WORK REQUEST: Output only the stretch of the listing that starts at the line containing "StudentId) -> Result<Option<Student>>;" and ends at the line containing "overwrite a score", reproduced exactly with both ends.

»»

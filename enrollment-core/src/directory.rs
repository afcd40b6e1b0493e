//! Directory contract for reference data
//!
//! Colleges, courses, teachers, students and scores are owned by an external
//! store. The enrollment core only reads them, except for course
//! prerequisites and score entry, which go through [`Directory::set_prerequisites`]
//! and [`Directory::put_score`].

use crate::{
    types::{College, CollegeId, Course, CourseId, Score, Student, StudentId, Teacher, TeacherId, UserId},
    Error, Result,
};
use async_trait::async_trait;
use dashmap::DashMap;
use std::sync::atomic::{AtomicBool, Ordering};

/// Lookups the core performs against the reference-data store.
///
/// Lookups return `Ok(None)` for a miss and `Err(Error::Unavailable)` when
/// the backend cannot be reached.
#[async_trait]
pub trait Directory: Send + Sync {
    /// Get college by id
    async fn college(&self, id: CollegeId) -> Result<Option<College>>;

    /// Get course by id
    async fn course(&self, id: CourseId) -> Result<Option<Course>>;

    /// Get teacher by id
    async fn teacher(&self, id: TeacherId) -> Result<Option<Teacher>>;

    /// Get student by id
    async fn student(&self, id: StudentId) -> Result<Option<Student>>;

    /// Get the recorded score for a student in a course
    async fn score(&self, student_id: StudentId, course_id: CourseId) -> Result<Option<Score>>;

    /// Resolve the teacher linked to an authentication principal
    async fn teacher_by_user(&self, user_id: UserId) -> Result<Option<Teacher>>;

    /// Resolve the student linked to an authentication principal
    async fn student_by_user(&self, user_id: UserId) -> Result<Option<Student>>;

    /// All courses taught by a teacher
    async fn courses_by_teacher(&self, teacher_id: TeacherId) -> Result<Vec<Course>>;

    /// All courses owned by a college
    async fn courses_by_college(&self, college_id: CollegeId) -> Result<Vec<Course>>;

    /// Replace a course's prerequisite list
    async fn set_prerequisites(&self, course_id: CourseId, prerequisites: Vec<CourseId>) -> Result<()>;

    /// Insert or overwrite a score
    async fn put_score(&self, score: Score) -> Result<()>;
}

/// In-memory directory backed by concurrent maps.
///
/// Used for embedding and tests. [`InMemoryDirectory::set_offline`] makes
/// every call fail with `Unavailable`.
#[derive(Debug, Default)]
pub struct InMemoryDirectory {
    colleges: DashMap<CollegeId, College>,
    courses: DashMap<CourseId, Course>,
    teachers: DashMap<TeacherId, Teacher>,
    students: DashMap<StudentId, Student>,
    scores: DashMap<(StudentId, CourseId), Score>,
    teachers_by_user: DashMap<UserId, TeacherId>,
    students_by_user: DashMap<UserId, StudentId>,
    offline: AtomicBool,
}

impl InMemoryDirectory {
    /// Create empty directory
    pub fn new() -> Self {
        Self::default()
    }

    /// Insert or replace a college
    pub fn insert_college(&self, college: College) {
        self.colleges.insert(college.id, college);
    }

    /// Insert or replace a course
    pub fn insert_course(&self, course: Course) {
        self.courses.insert(course.id, course);
    }

    /// Insert or replace a teacher
    pub fn insert_teacher(&self, teacher: Teacher) {
        self.teachers_by_user.insert(teacher.user_id, teacher.id);
        self.teachers.insert(teacher.id, teacher);
    }

    /// Insert or replace a student
    pub fn insert_student(&self, student: Student) {
        self.students_by_user.insert(student.user_id, student.id);
        self.students.insert(student.id, student);
    }

    /// Insert or replace a score
    pub fn insert_score(&self, score: Score) {
        self.scores.insert((score.student_id, score.course_id), score);
    }

    /// Remove a course
    pub fn remove_course(&self, id: CourseId) {
        self.courses.remove(&id);
    }

    /// Simulate the backend going away (or coming back)
    pub fn set_offline(&self, offline: bool) {
        self.offline.store(offline, Ordering::SeqCst);
    }

    fn ensure_online(&self) -> Result<()> {
        if self.offline.load(Ordering::SeqCst) {
            return Err(Error::Unavailable("directory offline".to_string()));
        }
        Ok(())
    }
}

#[async_trait]
impl Directory for InMemoryDirectory {
    async fn college(&self, id: CollegeId) -> Result<Option<College>> {
        self.ensure_online()?;
        Ok(self.colleges.get(&id).map(|c| c.value().clone()))
    }

    async fn course(&self, id: CourseId) -> Result<Option<Course>> {
        self.ensure_online()?;
        Ok(self.courses.get(&id).map(|c| c.value().clone()))
    }

    async fn teacher(&self, id: TeacherId) -> Result<Option<Teacher>> {
        self.ensure_online()?;
        Ok(self.teachers.get(&id).map(|t| t.value().clone()))
    }

    async fn student(&self, id: StudentId) -> Result<Option<Student>> {
        self.ensure_online()?;
        Ok(self.students.get(&id).map(|s| s.value().clone()))
    }

    async fn score(&self, student_id: StudentId, course_id: CourseId) -> Result<Option<Score>> {
        self.ensure_online()?;
        Ok(self
            .scores
            .get(&(student_id, course_id))
            .map(|s| s.value().clone()))
    }

    async fn teacher_by_user(&self, user_id: UserId) -> Result<Option<Teacher>> {
        self.ensure_online()?;
        Ok(self
            .teachers_by_user
            .get(&user_id)
            .and_then(|id| self.teachers.get(id.value()).map(|t| t.value().clone())))
    }

    async fn student_by_user(&self, user_id: UserId) -> Result<Option<Student>> {
        self.ensure_online()?;
        Ok(self
            .students_by_user
            .get(&user_id)
            .and_then(|id| self.students.get(id.value()).map(|s| s.value().clone())))
    }

    async fn courses_by_teacher(&self, teacher_id: TeacherId) -> Result<Vec<Course>> {
        self.ensure_online()?;
        let mut courses: Vec<Course> = self
            .courses
            .iter()
            .filter(|c| c.value().teacher_id == teacher_id)
            .map(|c| c.value().clone())
            .collect();
        courses.sort_by_key(|c| c.id);
        Ok(courses)
    }

    async fn courses_by_college(&self, college_id: CollegeId) -> Result<Vec<Course>> {
        self.ensure_online()?;
        let mut courses: Vec<Course> = self
            .courses
            .iter()
            .filter(|c| c.value().college_id == college_id)
            .map(|c| c.value().clone())
            .collect();
        courses.sort_by_key(|c| c.id);
        Ok(courses)
    }

    async fn set_prerequisites(&self, course_id: CourseId, prerequisites: Vec<CourseId>) -> Result<()> {
        self.ensure_online()?;
        let mut course = self
            .courses
            .get_mut(&course_id)
            .ok_or_else(|| Error::not_found("course", course_id))?;
        course.prerequisites = prerequisites;
        Ok(())
    }

    async fn put_score(&self, score: Score) -> Result<()> {
        self.ensure_online()?;
        self.insert_score(score);
        Ok(())
    }
}

/// Directory that yields to the scheduler before every call, so concurrent
/// tasks interleave at each await point
#[cfg(test)]
pub(crate) mod testing {
    use super::*;
    use std::sync::Arc;

    #[derive(Debug)]
    pub(crate) struct YieldingDirectory(pub(crate) Arc<InMemoryDirectory>);

    #[async_trait]
    impl Directory for YieldingDirectory {
        async fn college(&self, id: CollegeId) -> Result<Option<College>> {
            tokio::task::yield_now().await;
            self.0.college(id).await
        }

        async fn course(&self, id: CourseId) -> Result<Option<Course>> {
            tokio::task::yield_now().await;
            self.0.course(id).await
        }

        async fn teacher(&self, id: TeacherId) -> Result<Option<Teacher>> {
            tokio::task::yield_now().await;
            self.0.teacher(id).await
        }

        async fn student(&self, id: StudentId) -> Result<Option<Student>> {
            tokio::task::yield_now().await;
            self.0.student(id).await
        }

        async fn score(&self, student_id: StudentId, course_id: CourseId) -> Result<Option<Score>> {
            tokio::task::yield_now().await;
            self.0.score(student_id, course_id).await
        }

        async fn teacher_by_user(&self, user_id: UserId) -> Result<Option<Teacher>> {
            tokio::task::yield_now().await;
            self.0.teacher_by_user(user_id).await
        }

        async fn student_by_user(&self, user_id: UserId) -> Result<Option<Student>> {
            tokio::task::yield_now().await;
            self.0.student_by_user(user_id).await
        }

        async fn courses_by_teacher(&self, teacher_id: TeacherId) -> Result<Vec<Course>> {
            tokio::task::yield_now().await;
            self.0.courses_by_teacher(teacher_id).await
        }

        async fn courses_by_college(&self, college_id: CollegeId) -> Result<Vec<Course>> {
            tokio::task::yield_now().await;
            self.0.courses_by_college(college_id).await
        }

        async fn set_prerequisites(&self, course_id: CourseId, prerequisites: Vec<CourseId>) -> Result<()> {
            tokio::task::yield_now().await;
            self.0.set_prerequisites(course_id, prerequisites).await
        }

        async fn put_score(&self, score: Score) -> Result<()> {
            tokio::task::yield_now().await;
            self.0.put_score(score).await
        }
    }
}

««

WORKED SOLUTION:
    async fn student(&self, id: StudentId) -> Result<Option<Student>>;

    /// Get the recorded score for a student in a course
    async fn score(&self, student_id: StudentId, course_id: CourseId) -> Result<Option<Score>>;

    /// Resolve the teacher linked to an authentication principal
    async fn teacher_by_user(&self, user_id: UserId) -> Result<Option<Teacher>>;

    /// Resolve the student linked to an authentication principal
    async fn student_by_user(&self, user_id: UserId) -> Result<Option<Student>>;

    /// All courses taught by a teacher
    async fn courses_by_teacher(&self, teacher_id: TeacherId) -> Result<Vec<Course>>;

    /// All courses owned by a college
    async fn courses_by_college(&self, college_id: CollegeId) -> Result<Vec<Course>>;

    /// Replace a course's prerequisite list
    async fn set_prerequisites(&self, course_id: CourseId, prerequisites: Vec<CourseId>) -> Result<()>;

    /// Insert or overwrite a score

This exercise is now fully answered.